TASK INPUTS:
*** Begin section ***
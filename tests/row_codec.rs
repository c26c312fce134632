//! End-to-end tests through the public `RowCodec` surface
//!
//! Parameters encoded by the codec are fed back through the binary row
//! decoder as a server would echo them, and text rows are built the way
//! `COM_QUERY` result sets carry them.

use chrono::{FixedOffset, NaiveDate, NaiveTime, TimeZone, Utc};
use mysql_rowcodec::geometry::Geometry;
use mysql_rowcodec::protocol::command::ColumnDefinition;
use mysql_rowcodec::protocol::primitive::write_bytes_lenenc;
use mysql_rowcodec::{
    BitString, ColumnDescriptor, ColumnType, Decimal, Error, Opts, RowCodec, Value,
};
use pretty_assertions::assert_eq;

fn codec() -> RowCodec {
    let _ = tracing_subscriber::fmt()
        .with_max_level(tracing::Level::TRACE)
        .with_test_writer()
        .try_init();
    RowCodec::default()
}

fn col(type_code: ColumnType) -> ColumnDescriptor {
    ColumnDescriptor::new(type_code, false, 0)
}

/// Assemble a binary protocol row from per-column payloads; `None` is NULL
fn binary_row(values: &[Option<Vec<u8>>]) -> Vec<u8> {
    let mut bitmap = vec![0u8; (values.len() + 9) / 8];
    let mut body = Vec::new();
    for (idx, value) in values.iter().enumerate() {
        match value {
            None => bitmap[(idx + 2) / 8] |= 1 << ((idx + 2) % 8),
            Some(payload) => body.extend_from_slice(payload),
        }
    }
    let mut row = vec![0x00];
    row.extend_from_slice(&bitmap);
    row.extend_from_slice(&body);
    row
}

/// Assemble a text protocol row; `None` is NULL
fn text_row(fields: &[Option<&str>]) -> Vec<u8> {
    let mut row = Vec::new();
    for field in fields {
        match field {
            None => row.push(0xFB),
            Some(text) => write_bytes_lenenc(&mut row, text.as_bytes()),
        }
    }
    row
}

/// Encode `value`, then decode the payload as a one-column row of `column`
fn roundtrip(codec: &RowCodec, value: &Value, column: ColumnDescriptor) -> Value {
    let (_, payload) = codec.encode_param(value).unwrap();
    let row = binary_row(&[Some(payload)]);
    let mut decoded = codec.decode_binary_row(&row, &[column]).unwrap();
    assert_eq!(decoded.len(), 1);
    decoded.remove(0)
}

#[test]
fn param_roundtrip_through_binary_rows() {
    let codec = codec();
    let date = NaiveDate::from_ymd_opt(1970, 1, 1).unwrap();
    let utc = Utc
        .with_ymd_and_hms(2038, 1, 19, 3, 14, 7)
        .unwrap()
        .fixed_offset();

    let cases = [
        (Value::Int64(i64::MIN), col(ColumnType::MYSQL_TYPE_LONGLONG)),
        (Value::Float64(6.02214076e23), col(ColumnType::MYSQL_TYPE_DOUBLE)),
        (
            Value::Decimal("-99999999999999999999.000000000001".parse::<Decimal>().unwrap()),
            col(ColumnType::MYSQL_TYPE_NEWDECIMAL),
        ),
        (Value::Date(date), col(ColumnType::MYSQL_TYPE_DATE)),
        (Value::ZeroDate, col(ColumnType::MYSQL_TYPE_DATE)),
        (Value::Time(NaiveTime::MIN), col(ColumnType::MYSQL_TYPE_TIME)),
        (
            Value::Time(NaiveTime::from_hms_opt(23, 59, 59).unwrap()),
            col(ColumnType::MYSQL_TYPE_TIME),
        ),
        (
            Value::Time(NaiveTime::from_hms_micro_opt(0, 0, 0, 1).unwrap()),
            col(ColumnType::MYSQL_TYPE_TIME),
        ),
        (
            Value::NaiveDateTime(date.and_hms_opt(12, 0, 0).unwrap()),
            col(ColumnType::MYSQL_TYPE_DATETIME),
        ),
        (
            Value::NaiveDateTime(date.and_hms_micro_opt(12, 0, 0, 999_999).unwrap()),
            col(ColumnType::MYSQL_TYPE_DATETIME),
        ),
        (Value::ZeroDateTime, col(ColumnType::MYSQL_TYPE_DATETIME)),
        (Value::DateTime(utc), col(ColumnType::MYSQL_TYPE_TIMESTAMP)),
        (
            Value::Binary(vec![0xFB; 70_000]),
            col(ColumnType::MYSQL_TYPE_LONG_BLOB),
        ),
    ];

    for (value, column) in cases {
        assert_eq!(roundtrip(&codec, &value, column), value);
    }
}

#[test]
fn narrow_integers_come_back_as_longlong() {
    let codec = codec();
    let value = roundtrip(
        &codec,
        &Value::UInt16(65535),
        col(ColumnType::MYSQL_TYPE_LONGLONG),
    );
    assert_eq!(value, Value::Int64(65535));
}

#[test]
fn json_param_decodes_as_json_column() {
    let codec = codec();
    let doc = serde_json::json!({"tags": ["a", "b"], "n": 1.5, "ok": true});
    let value = roundtrip(
        &codec,
        &Value::Json(doc.clone()),
        col(ColumnType::MYSQL_TYPE_JSON),
    );
    assert_eq!(value, Value::Json(doc));
}

#[test]
fn bit_roundtrip_all_sizes() {
    let codec = codec();
    for size in 1..=64usize {
        let patterns = [0u64, u64::MAX, 0xA5A5_5A5A_F00F_0FF0, 1];
        for pattern in patterns {
            let masked = if size == 64 {
                pattern
            } else {
                pattern & ((1u64 << size) - 1)
            };
            let bits = BitString::from_u64(masked, size).unwrap();
            let column = ColumnDescriptor::new(ColumnType::MYSQL_TYPE_BIT, false, size as u32);

            let (tag, payload) = codec.encode_param(&Value::Bit(bits.clone())).unwrap();
            assert_eq!(tag, ColumnType::MYSQL_TYPE_BIT);
            assert_eq!(payload[0] as usize, size / 8 + 1, "BIT({})", size);

            let decoded = roundtrip(&codec, &Value::Bit(bits.clone()), column);
            assert_eq!(decoded, Value::Bit(bits), "BIT({}) = {:#x}", size, masked);
        }
    }
}

#[test]
fn strict_bit_padding_rejects_minimal_pad() {
    let strict = RowCodec::new(Opts {
        strict_bit_padding: true,
        ..Opts::default()
    });
    let lenient = codec();
    let column = ColumnDescriptor::new(ColumnType::MYSQL_TYPE_BIT, false, 16);
    let row = binary_row(&[Some(vec![2, 0xBE, 0xEF])]);

    assert_eq!(
        lenient.decode_binary_row(&row, &[column]).unwrap(),
        vec![Value::Bit(BitString::from_u64(0xBEEF, 16).unwrap())]
    );
    assert!(matches!(
        strict.decode_binary_row(&row, &[column]),
        Err(Error::RowDecodeError(_))
    ));
}

#[test]
fn all_null_rows() {
    let codec = codec();
    let columns: Vec<_> = ColumnType::ALL.iter().map(|ty| col(*ty)).collect();

    let binary = binary_row(&vec![None; columns.len()]);
    let text = text_row(&vec![None; columns.len()]);

    let expected = vec![Value::Null; columns.len()];
    assert_eq!(codec.decode_binary_row(&binary, &columns).unwrap(), expected);
    assert_eq!(codec.decode_text_row(&text, &columns).unwrap(), expected);
}

#[test]
fn zero_dates_through_both_protocols() {
    let codec = codec();
    let columns = [
        col(ColumnType::MYSQL_TYPE_DATE),
        col(ColumnType::MYSQL_TYPE_DATETIME),
        col(ColumnType::MYSQL_TYPE_TIMESTAMP),
    ];
    let expected = vec![Value::ZeroDate, Value::ZeroDateTime, Value::ZeroDateTime];

    let text = text_row(&[
        Some("0000-00-00"),
        Some("0000-00-00 00:00:00"),
        Some("0000-00-00 00:00:00"),
    ]);
    assert_eq!(codec.decode_text_row(&text, &columns).unwrap(), expected);

    let binary = binary_row(&[Some(vec![0]), Some(vec![0]), Some(vec![0])]);
    assert_eq!(codec.decode_binary_row(&binary, &columns).unwrap(), expected);
}

#[test]
fn datetime_payload_lengths() {
    let codec = codec();
    let dt = NaiveDate::from_ymd_opt(2024, 7, 4).unwrap();

    let (_, payload) = codec
        .encode_param(&Value::NaiveDateTime(dt.and_hms_opt(1, 2, 3).unwrap()))
        .unwrap();
    assert_eq!(payload.len(), 8);
    assert_eq!(payload[0], 7);

    let (_, payload) = codec
        .encode_param(&Value::NaiveDateTime(
            dt.and_hms_micro_opt(1, 2, 3, 4).unwrap(),
        ))
        .unwrap();
    assert_eq!(payload.len(), 12);
    assert_eq!(payload[0], 11);
}

#[test]
fn non_utc_datetime_is_rejected() {
    let codec = codec();
    let tz = FixedOffset::west_opt(5 * 3600).unwrap();
    let dt = tz.with_ymd_and_hms(2024, 7, 4, 9, 0, 0).unwrap();
    assert!(matches!(
        codec.encode_param(&Value::DateTime(dt)),
        Err(Error::NotUTC(_))
    ));
}

#[test]
fn geometry_column() {
    let codec = codec();
    let mut wkb = 4326u32.to_le_bytes().to_vec();
    wkb.push(0x01);
    wkb.extend_from_slice(&1u32.to_le_bytes());
    wkb.extend_from_slice(&127.0f64.to_le_bytes());
    wkb.extend_from_slice(&37.5f64.to_le_bytes());

    let mut payload = Vec::new();
    write_bytes_lenenc(&mut payload, &wkb);
    let row = binary_row(&[Some(payload)]);

    let decoded = codec
        .decode_binary_row(&row, &[col(ColumnType::MYSQL_TYPE_GEOMETRY)])
        .unwrap();
    assert_eq!(
        decoded,
        vec![Value::Geometry(Geometry::Point {
            x: 127.0,
            y: 37.5,
            srid: Some(4326),
        })]
    );
}

#[test]
fn unknown_type_code_in_column_definition() {
    let mut packet = Vec::new();
    for field in ["def", "db", "t", "t", "c", "c"] {
        write_bytes_lenenc(&mut packet, field.as_bytes());
    }
    packet.push(0x0c);
    packet.extend_from_slice(&[0x3f, 0x00, 1, 0, 0, 0, 0x13, 0, 0, 0, 0, 0]);

    let def = ColumnDefinition::try_from(packet.as_slice()).unwrap();
    assert!(matches!(def.descriptor(), Err(Error::UnknownTypeCode(0x13))));
}

#[test]
fn column_count_mismatch() {
    let codec = codec();
    let columns = [col(ColumnType::MYSQL_TYPE_LONG), col(ColumnType::MYSQL_TYPE_LONG)];

    let text = text_row(&[Some("1"), Some("2"), Some("3")]);
    assert!(matches!(
        codec.decode_text_row(&text, &columns),
        Err(Error::RowColumnCountMismatch {
            expected: 2,
            actual: 3
        })
    ));

    // the binary value stream has no field markers, so surplus shows up as trailing bytes
    let binary = binary_row(&[
        Some(1i32.to_le_bytes().to_vec()),
        Some(2i32.to_le_bytes().to_vec()),
        Some(3i32.to_le_bytes().to_vec()),
    ]);
    assert!(codec.decode_binary_row(&binary, &columns).is_err());
}

#[test]
fn encode_params_section() {
    let codec = codec();
    let params = [
        Value::from(1i64),
        Value::from(None::<i32>),
        Value::from("x"),
    ];
    let encoded = codec.encode_params(&params).unwrap();
    assert_eq!(encoded.null_bitmap, vec![0b0000_0010]);
    assert_eq!(encoded.types, vec![0x08, 0x00, 0x06, 0x00, 0xFD, 0x00]);
    assert_eq!(encoded.values.len(), 8 + 2);
}

#[test]
fn codec_is_shareable() {
    fn assert_send_sync<T: Send + Sync + Clone>() {}
    assert_send_sync::<RowCodec>();

    let codec = codec();
    let columns = [col(ColumnType::MYSQL_TYPE_TINY)];
    std::thread::scope(|s| {
        for i in 0..4u8 {
            let codec = codec.clone();
            let columns = &columns;
            s.spawn(move || {
                let row = binary_row(&[Some(vec![i])]);
                assert_eq!(
                    codec.decode_binary_row(&row, columns).unwrap(),
                    vec![Value::Int8(i as i8)]
                );
            });
        }
    });
}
*** End section ***
WORK ORDER: Find the line with "the binary row" in the entries above. Retype it and each line after it, exactly, through the line with "None => bitmap[(idx", and stop there.

ANSWER TO THIS PROBLEM:
//! Parameters encoded by the codec are fed back through the binary row
//! decoder as a server would echo them, and text rows are built the way
//! `COM_QUERY` result sets carry them.

use chrono::{FixedOffset, NaiveDate, NaiveTime, TimeZone, Utc};
use mysql_rowcodec::geometry::Geometry;
use mysql_rowcodec::protocol::command::ColumnDefinition;
use mysql_rowcodec::protocol::primitive::write_bytes_lenenc;
use mysql_rowcodec::{
    BitString, ColumnDescriptor, ColumnType, Decimal, Error, Opts, RowCodec, Value,
};
use pretty_assertions::assert_eq;

fn codec() -> RowCodec {
    let _ = tracing_subscriber::fmt()
        .with_max_level(tracing::Level::TRACE)
        .with_test_writer()
        .try_init();
    RowCodec::default()
}

fn col(type_code: ColumnType) -> ColumnDescriptor {
    ColumnDescriptor::new(type_code, false, 0)
}

/// Assemble a binary protocol row from per-column payloads; `None` is NULL
fn binary_row(values: &[Option<Vec<u8>>]) -> Vec<u8> {
    let mut bitmap = vec![0u8; (values.len() + 9) / 8];
    let mut body = Vec::new();
    for (idx, value) in values.iter().enumerate() {
        match value {
            None => bitmap[(idx + 2) / 8] |= 1 << ((idx + 2) % 8),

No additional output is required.